■ REQUIRED WORK ■
Using the listing below, count the lines in which "Issue" appears; give the count alone.

■ INFORMATION ■
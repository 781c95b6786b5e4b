use crate::models::feedback_models::{FeedbackItem, FeedbackPageProps, FeedbackType};

/// Loads the props for the feedback detail page.
///
/// The requested id is only logged: every id gets the same demo record.
pub async fn load_feedback_props(id: &str) -> FeedbackPageProps {
    tracing::info!(feedback_id = %id, "loading feedback item");
    FeedbackPageProps {
        feedback_item: FeedbackItem {
            id: 1,
            message: "Hey there I'm a demo message".to_string(),
            feedback_type: FeedbackType::Issue,
            email: "mahmoud@prisma.io".to_string(),
            name: "Mahmoud".to_string(),
        },
    }
}

#[cfg(test)]
mod tests {
    use super::*;
    use rstest::rstest;

    #[rstest]
    #[case("1")]
    #[case("999999")]
    #[case("")]
    #[case("-3")]
    #[case("not-a-number")]
    #[tokio::test]
    async fn every_id_loads_the_demo_record(#[case] id: &str) {
        let props = load_feedback_props(id).await;
        assert_eq!(props, load_feedback_props("1").await);
        assert_eq!(props.feedback_item.id, 1);
        assert_eq!(props.feedback_item.message, "Hey there I'm a demo message");
        assert_eq!(props.feedback_item.feedback_type, FeedbackType::Issue);
        assert_eq!(props.feedback_item.name, "Mahmoud");
        assert_eq!(props.feedback_item.email, "mahmoud@prisma.io");
    }
}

■ YOUR RESPONSE ■
2